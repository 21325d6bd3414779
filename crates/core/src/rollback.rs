use crate::checksum::checksum_file;
use crate::planner::OperationKind;
use crate::transaction::{LoggedOperation, TransactionLog, TransactionStatus};
use anyhow::Context;
use serde::Serialize;
use std::fs;
use std::path::{Path, PathBuf};
use thiserror::Error;

/// Preconditions that stop a rollback before any filesystem touch.
#[derive(Debug, Error)]
pub enum RollbackError {
    #[error("transaction log not found: {0}")]
    NotFound(PathBuf),
    #[error("cannot roll back a dry run")]
    DryRun,
    #[error("transaction is not completed (status: {0:?})")]
    NotCompleted(TransactionStatus),
    #[error(transparent)]
    Other(#[from] anyhow::Error),
}

#[derive(Debug, Clone, Serialize)]
pub struct RollbackResult {
    pub success: bool,
    pub files_restored: usize,
    pub files_failed: usize,
    pub directories_removed: usize,
    pub errors: Vec<String>,
}

/// Undoes a completed run from its persisted log. Operations are undone
/// in reverse order; partial state is tolerated and reported rather than
/// aborting, so a rollback can be meaningful even after external edits.
pub fn rollback(log_path: &Path) -> Result<RollbackResult, RollbackError> {
    if !log_path.exists() {
        return Err(RollbackError::NotFound(log_path.to_path_buf()));
    }
    let mut log = TransactionLog::load(log_path).map_err(RollbackError::Other)?;
    if log.is_dry_run {
        return Err(RollbackError::DryRun);
    }
    if log.status != TransactionStatus::Completed {
        return Err(RollbackError::NotCompleted(log.status));
    }

    let mut restored = 0usize;
    let mut failed = 0usize;
    let mut errors = Vec::new();

    for entry in log.operations.iter().rev() {
        match undo_operation(entry) {
            Ok(()) => restored += 1,
            Err(message) => {
                tracing::warn!("rollback: {message}");
                failed += 1;
                errors.push(message);
            }
        }
    }

    let mut directories_removed = 0usize;
    for directory in log.created_directories.iter().rev() {
        if remove_if_empty(directory) {
            directories_removed += 1;
        }
    }

    log.mark_rolled_back();
    log.save_to(log_path)
        .context("failed to rewrite transaction log")
        .map_err(RollbackError::Other)?;

    Ok(RollbackResult {
        success: failed == 0,
        files_restored: restored,
        files_failed: failed,
        directories_removed,
        errors,
    })
}

fn undo_operation(entry: &LoggedOperation) -> Result<(), String> {
    match entry.operation {
        OperationKind::Copy => undo_copy(entry),
        OperationKind::Move => undo_move(entry),
    }
}

/// A copy is undone by deleting the destination, but only when its
/// content still matches what the log asserts. Size is checked first;
/// a recorded checksum is verified too.
fn undo_copy(entry: &LoggedOperation) -> Result<(), String> {
    let destination = &entry.destination_path;
    let metadata = fs::metadata(destination).map_err(|_| {
        format!(
            "copied file missing at rollback: {}",
            destination.display()
        )
    })?;
    if metadata.len() != entry.file_size {
        return Err(format!(
            "size mismatch, leaving {} in place (expected {} bytes, found {})",
            destination.display(),
            entry.file_size,
            metadata.len()
        ));
    }
    if let Some(expected) = &entry.checksum {
        let actual = checksum_file(destination)
            .map_err(|err| format!("could not verify {}: {err:#}", destination.display()))?;
        if &actual != expected {
            return Err(format!(
                "checksum mismatch, leaving {} in place",
                destination.display()
            ));
        }
    }

    fs::remove_file(destination)
        .map_err(|err| format!("failed to delete {}: {err}", destination.display()))
}

/// A move is undone by moving the file back, recreating source parents as
/// needed. A missing destination is reported; partial state is expected.
fn undo_move(entry: &LoggedOperation) -> Result<(), String> {
    let destination = &entry.destination_path;
    let source = &entry.source_path;

    if !destination.exists() {
        return Err(format!(
            "moved file missing at rollback: {}",
            destination.display()
        ));
    }
    if source.exists() {
        return Err(format!(
            "original path already occupied: {}",
            source.display()
        ));
    }
    if let Some(parent) = source.parent() {
        fs::create_dir_all(parent)
            .map_err(|err| format!("failed to recreate {}: {err}", parent.display()))?;
    }

    fs::rename(destination, source).map_err(|err| {
        format!(
            "failed to move back {} -> {}: {err}",
            destination.display(),
            source.display()
        )
    })
}

fn remove_if_empty(directory: &Path) -> bool {
    let Ok(mut entries) = fs::read_dir(directory) else {
        return false;
    };
    if entries.next().is_some() {
        return false;
    }
    fs::remove_dir(directory).is_ok()
}

#[cfg(test)]
mod tests {
    use super::*;
    use chrono::Utc;
    use tempfile::tempdir;

    fn entry(
        source: &Path,
        destination: &Path,
        kind: OperationKind,
        size: u64,
        checksum: Option<String>,
    ) -> LoggedOperation {
        LoggedOperation {
            source_path: source.to_path_buf(),
            destination_path: destination.to_path_buf(),
            operation: kind,
            file_size: size,
            timestamp: Utc::now(),
            checksum,
        }
    }

    fn completed_log() -> TransactionLog {
        let mut log = TransactionLog::begin(Path::new("/src"), "{name}{ext}", false);
        log.complete();
        log
    }

    #[test]
    fn missing_log_is_a_precondition_error() {
        let result = rollback(Path::new("/nonexistent/photocopy-x.json"));
        assert!(matches!(result, Err(RollbackError::NotFound(_))));
    }

    #[test]
    fn dry_run_logs_are_rejected() {
        let temp = tempdir().expect("tempdir");
        let mut log = TransactionLog::begin(Path::new("/src"), "{name}{ext}", true);
        log.complete();
        let path = temp.path().join("log.json");
        log.save_to(&path).expect("save");

        assert!(matches!(rollback(&path), Err(RollbackError::DryRun)));
    }

    #[test]
    fn in_progress_logs_are_rejected() {
        let temp = tempdir().expect("tempdir");
        let log = TransactionLog::begin(Path::new("/src"), "{name}{ext}", false);
        let path = temp.path().join("log.json");
        log.save_to(&path).expect("save");

        assert!(matches!(
            rollback(&path),
            Err(RollbackError::NotCompleted(TransactionStatus::InProgress))
        ));
    }

    #[test]
    fn empty_completed_log_rolls_back_cleanly() {
        let temp = tempdir().expect("tempdir");
        let log = completed_log();
        let path = temp.path().join("log.json");
        log.save_to(&path).expect("save");

        let result = rollback(&path).expect("rollback");
        assert!(result.success);
        assert_eq!(result.files_restored, 0);
        assert_eq!(result.files_failed, 0);
        assert_eq!(result.directories_removed, 0);

        let reloaded = TransactionLog::load(&path).expect("load");
        assert_eq!(reloaded.status, TransactionStatus::RolledBack);
    }

    #[test]
    fn rolled_back_log_cannot_roll_back_twice() {
        let temp = tempdir().expect("tempdir");
        let log = completed_log();
        let path = temp.path().join("log.json");
        log.save_to(&path).expect("save");
        rollback(&path).expect("first rollback");

        assert!(matches!(
            rollback(&path),
            Err(RollbackError::NotCompleted(TransactionStatus::RolledBack))
        ));
    }

    #[test]
    fn copy_is_undone_by_deleting_matching_destination() {
        let temp = tempdir().expect("tempdir");
        let source = temp.path().join("src/a.jpg");
        let dest = temp.path().join("dest/a.jpg");
        fs::create_dir_all(source.parent().unwrap()).unwrap();
        fs::create_dir_all(dest.parent().unwrap()).unwrap();
        fs::write(&source, b"bytes").unwrap();
        fs::write(&dest, b"bytes").unwrap();

        let mut log = completed_log();
        log.operations
            .push(entry(&source, &dest, OperationKind::Copy, 5, None));
        let path = temp.path().join("log.json");
        log.save_to(&path).expect("save");

        let result = rollback(&path).expect("rollback");
        assert!(result.success);
        assert_eq!(result.files_restored, 1);
        assert!(!dest.exists());
        assert!(source.exists());
    }

    #[test]
    fn copy_with_mutated_destination_is_left_in_place() {
        let temp = tempdir().expect("tempdir");
        let dest = temp.path().join("dest/a.jpg");
        fs::create_dir_all(dest.parent().unwrap()).unwrap();
        fs::write(&dest, b"externally changed content").unwrap();

        let mut log = completed_log();
        log.operations.push(entry(
            Path::new("/src/a.jpg"),
            &dest,
            OperationKind::Copy,
            5,
            None,
        ));
        let path = temp.path().join("log.json");
        log.save_to(&path).expect("save");

        let result = rollback(&path).expect("rollback");
        assert!(!result.success);
        assert_eq!(result.files_failed, 1);
        assert!(dest.exists(), "mismatched file must not be deleted");
        assert_eq!(result.errors.len(), 1);

        let reloaded = TransactionLog::load(&path).expect("load");
        assert_eq!(reloaded.status, TransactionStatus::RolledBack);
    }

    #[test]
    fn copy_with_checksum_mismatch_is_left_in_place() {
        let temp = tempdir().expect("tempdir");
        let dest = temp.path().join("dest/a.jpg");
        fs::create_dir_all(dest.parent().unwrap()).unwrap();
        fs::write(&dest, b"bytes").unwrap();

        let mut log = completed_log();
        log.operations.push(entry(
            Path::new("/src/a.jpg"),
            &dest,
            OperationKind::Copy,
            5,
            Some("0".repeat(64)),
        ));
        let path = temp.path().join("log.json");
        log.save_to(&path).expect("save");

        let result = rollback(&path).expect("rollback");
        assert_eq!(result.files_failed, 1);
        assert!(dest.exists());
    }

    #[test]
    fn move_is_undone_by_moving_back() {
        let temp = tempdir().expect("tempdir");
        let source = temp.path().join("src/day1/a.jpg");
        let dest = temp.path().join("dest/a.jpg");
        fs::create_dir_all(dest.parent().unwrap()).unwrap();
        fs::write(&dest, b"bytes").unwrap();
        // The source directory is gone entirely; rollback recreates it.

        let mut log = completed_log();
        log.operations
            .push(entry(&source, &dest, OperationKind::Move, 5, None));
        let path = temp.path().join("log.json");
        log.save_to(&path).expect("save");

        let result = rollback(&path).expect("rollback");
        assert!(result.success);
        assert!(source.exists());
        assert!(!dest.exists());
    }

    #[test]
    fn missing_moved_file_is_reported_and_continues() {
        let temp = tempdir().expect("tempdir");
        let source_a = temp.path().join("src/a.jpg");
        let dest_a = temp.path().join("dest/a.jpg");
        let source_b = temp.path().join("src/b.jpg");
        let dest_b = temp.path().join("dest/b.jpg");
        fs::create_dir_all(dest_b.parent().unwrap()).unwrap();
        fs::write(&dest_b, b"bytes").unwrap();

        let mut log = completed_log();
        log.operations
            .push(entry(&source_a, &dest_a, OperationKind::Move, 5, None));
        log.operations
            .push(entry(&source_b, &dest_b, OperationKind::Move, 5, None));
        let path = temp.path().join("log.json");
        log.save_to(&path).expect("save");

        let result = rollback(&path).expect("rollback");
        assert_eq!(result.files_restored, 1);
        assert_eq!(result.files_failed, 1);
        assert!(source_b.exists());
    }

    #[test]
    fn created_directories_are_removed_in_reverse_when_empty() {
        let temp = tempdir().expect("tempdir");
        let year = temp.path().join("dest/2024");
        let month = year.join("04");
        fs::create_dir_all(&month).unwrap();
        let kept = temp.path().join("dest/keep");
        fs::create_dir_all(&kept).unwrap();
        fs::write(kept.join("file.txt"), b"still here").unwrap();

        let mut log = completed_log();
        log.created_directories.push(year.clone());
        log.created_directories.push(month.clone());
        log.created_directories.push(kept.clone());
        let path = temp.path().join("log.json");
        log.save_to(&path).expect("save");

        let result = rollback(&path).expect("rollback");
        assert_eq!(result.directories_removed, 2);
        assert!(!month.exists());
        assert!(!year.exists());
        assert!(kept.exists(), "non-empty directories stay");
    }
}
= = = =
▶ _TASK PROMPT_
All that is wanted is the run of lines from the start of the data through the line containing "#[error(transparent)]", copied word for word.

▶ _FINISHED EXERCISE_
repository 21325d6bd3414779
filename crates/core/src/rollback.rs
use crate::checksum::checksum_file;
use crate::planner::OperationKind;
use crate::transaction::{LoggedOperation, TransactionLog, TransactionStatus};
use anyhow::Context;
use serde::Serialize;
use std::fs;
use std::path::{Path, PathBuf};
use thiserror::Error;

/// Preconditions that stop a rollback before any filesystem touch.
#[derive(Debug, Error)]
pub enum RollbackError {
    #[error("transaction log not found: {0}")]
    NotFound(PathBuf),
    #[error("cannot roll back a dry run")]
    DryRun,
    #[error("transaction is not completed (status: {0:?})")]
    NotCompleted(TransactionStatus),
    #[error(transparent)]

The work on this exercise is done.